WHAT YOU ARE ASKED TO DO: Please copy each line of the data that includes the string "derive".

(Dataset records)
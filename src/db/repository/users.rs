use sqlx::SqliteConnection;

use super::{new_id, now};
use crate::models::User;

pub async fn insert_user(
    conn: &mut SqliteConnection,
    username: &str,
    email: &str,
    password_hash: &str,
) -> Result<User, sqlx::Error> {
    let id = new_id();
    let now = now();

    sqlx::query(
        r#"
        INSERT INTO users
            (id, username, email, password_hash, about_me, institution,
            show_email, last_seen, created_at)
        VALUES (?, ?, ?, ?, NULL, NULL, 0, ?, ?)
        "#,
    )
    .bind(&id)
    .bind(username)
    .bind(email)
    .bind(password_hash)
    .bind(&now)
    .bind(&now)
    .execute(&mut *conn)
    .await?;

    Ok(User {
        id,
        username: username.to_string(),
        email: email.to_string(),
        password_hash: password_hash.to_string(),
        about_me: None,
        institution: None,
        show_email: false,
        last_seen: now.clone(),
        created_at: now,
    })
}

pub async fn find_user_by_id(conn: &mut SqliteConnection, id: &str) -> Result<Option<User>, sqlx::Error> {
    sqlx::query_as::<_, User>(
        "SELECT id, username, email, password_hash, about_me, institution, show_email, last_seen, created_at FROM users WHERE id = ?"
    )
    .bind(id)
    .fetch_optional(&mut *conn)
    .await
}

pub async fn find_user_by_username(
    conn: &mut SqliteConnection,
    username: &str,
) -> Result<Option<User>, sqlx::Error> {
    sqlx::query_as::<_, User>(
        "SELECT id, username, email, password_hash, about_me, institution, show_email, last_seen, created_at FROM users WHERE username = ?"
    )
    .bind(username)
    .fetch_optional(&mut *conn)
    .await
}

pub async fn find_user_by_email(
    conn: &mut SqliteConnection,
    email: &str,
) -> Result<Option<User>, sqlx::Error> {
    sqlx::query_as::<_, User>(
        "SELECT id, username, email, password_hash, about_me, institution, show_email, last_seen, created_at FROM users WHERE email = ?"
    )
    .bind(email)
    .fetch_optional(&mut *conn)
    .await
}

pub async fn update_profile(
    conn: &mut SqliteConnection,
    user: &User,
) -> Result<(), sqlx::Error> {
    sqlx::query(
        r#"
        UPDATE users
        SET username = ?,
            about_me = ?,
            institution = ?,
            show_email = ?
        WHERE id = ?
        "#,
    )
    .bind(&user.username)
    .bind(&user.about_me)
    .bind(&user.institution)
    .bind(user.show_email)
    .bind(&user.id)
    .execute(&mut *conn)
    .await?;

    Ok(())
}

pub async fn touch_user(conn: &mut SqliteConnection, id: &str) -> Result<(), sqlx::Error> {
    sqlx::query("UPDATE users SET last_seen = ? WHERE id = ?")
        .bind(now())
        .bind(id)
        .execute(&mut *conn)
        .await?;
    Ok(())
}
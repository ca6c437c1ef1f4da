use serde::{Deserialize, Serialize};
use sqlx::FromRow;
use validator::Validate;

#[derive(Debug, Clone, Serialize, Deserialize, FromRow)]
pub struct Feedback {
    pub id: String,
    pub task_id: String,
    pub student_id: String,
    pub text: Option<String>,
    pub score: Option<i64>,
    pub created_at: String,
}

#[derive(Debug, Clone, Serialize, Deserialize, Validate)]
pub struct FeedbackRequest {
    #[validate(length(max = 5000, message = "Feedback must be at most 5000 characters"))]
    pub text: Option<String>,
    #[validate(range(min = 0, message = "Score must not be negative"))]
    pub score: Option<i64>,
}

SOLUTION BELOW:
#[derive(Debug, Clone, Serialize, Deserialize, FromRow)]
#[derive(Debug, Clone, Serialize, Deserialize, Validate)]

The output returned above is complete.